Exercise description:
Exactly how many lines in the listing contain "NotFound"? Respond with the number and nothing more.

★ ★ ★ ★ ★

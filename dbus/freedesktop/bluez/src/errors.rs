//! Bluez errors

use super::proxies::ProxyError;
use std::time::Duration;

/// An error that can occur while handling bluetooth operations.
#[derive(Clone, Debug, thiserror::Error)]
#[non_exhaustive]
pub enum BluezError {
    /// No adapter, device or transport matched the lookup.
    #[error("{kind} {target} not found")]
    NotFound { kind: &'static str, target: String },

    /// An adapter-scoped operation was attempted before selecting an adapter.
    #[error("no bluetooth adapter selected, select an adapter first")]
    NoAdapterSelected,

    /// Transport-level failure talking to the remote stack.
    #[error("bus error: {0}")]
    BusError(#[from] ProxyError),

    /// Failure to create the system D-Bus connection.
    #[error("failed to initialize system bus: {0}")]
    InitBusError(String),

    /// Neither pairing callback fired before the deadline.
    #[error("pairing with {address} timed out after {timeout:?}")]
    PairingTimeout { address: String, timeout: Duration },

    /// The remote stack reported a pairing failure.
    #[error("pairing with {address} failed: {reason}")]
    PairingFailed { address: String, reason: String },

    /// The remote stack refused to remove a device.
    #[error("unpairing {address} failed: {source}")]
    UnpairFailed {
        address: String,
        #[source]
        source: ProxyError,
    },

    /// Reading the UUID list of an adapter or device failed.
    #[error("could not retrieve profiles of {target}: {reason}")]
    ProfileQueryFailed { target: String, reason: String },

    /// Requesting an explicit profile connection failed.
    #[error("profile connection to {address} using {uuid} failed: {source}")]
    ProfileConnectFailed {
        address: String,
        uuid: String,
        #[source]
        source: ProxyError,
    },

    /// Text that is not a 128-bit UUID was given as a profile.
    #[error("invalid profile uuid {0:?}")]
    InvalidProfileUuid(String),

    /// The remote stack refused to hand out the transport.
    #[error("failed to acquire transport {path}: {source}")]
    AcquireFailed {
        path: String,
        #[source]
        source: ProxyError,
    },

    /// A write exceeded the negotiated write MTU.
    #[error("chunk of {len} bytes exceeds write mtu of {mtu} bytes")]
    ChunkTooLarge { len: usize, mtu: u16 },

    /// The OS rejected a write on an acquired transport.
    #[error("failed to write to transport {path}: {reason}")]
    TransportWriteFailed { path: String, reason: String },
}

impl BluezError {
    /// Whether the error only says that the object lacks the property that was read.
    pub fn is_unknown_property(&self) -> bool {
        matches!(self, BluezError::BusError(ProxyError::UnknownProperty(_)))
    }

    pub(crate) fn not_found(kind: &'static str, target: impl Into<String>) -> Self {
        BluezError::NotFound {
            kind,
            target: target.into(),
        }
    }
}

★ ★ ★ ★ ★

Completed task:
2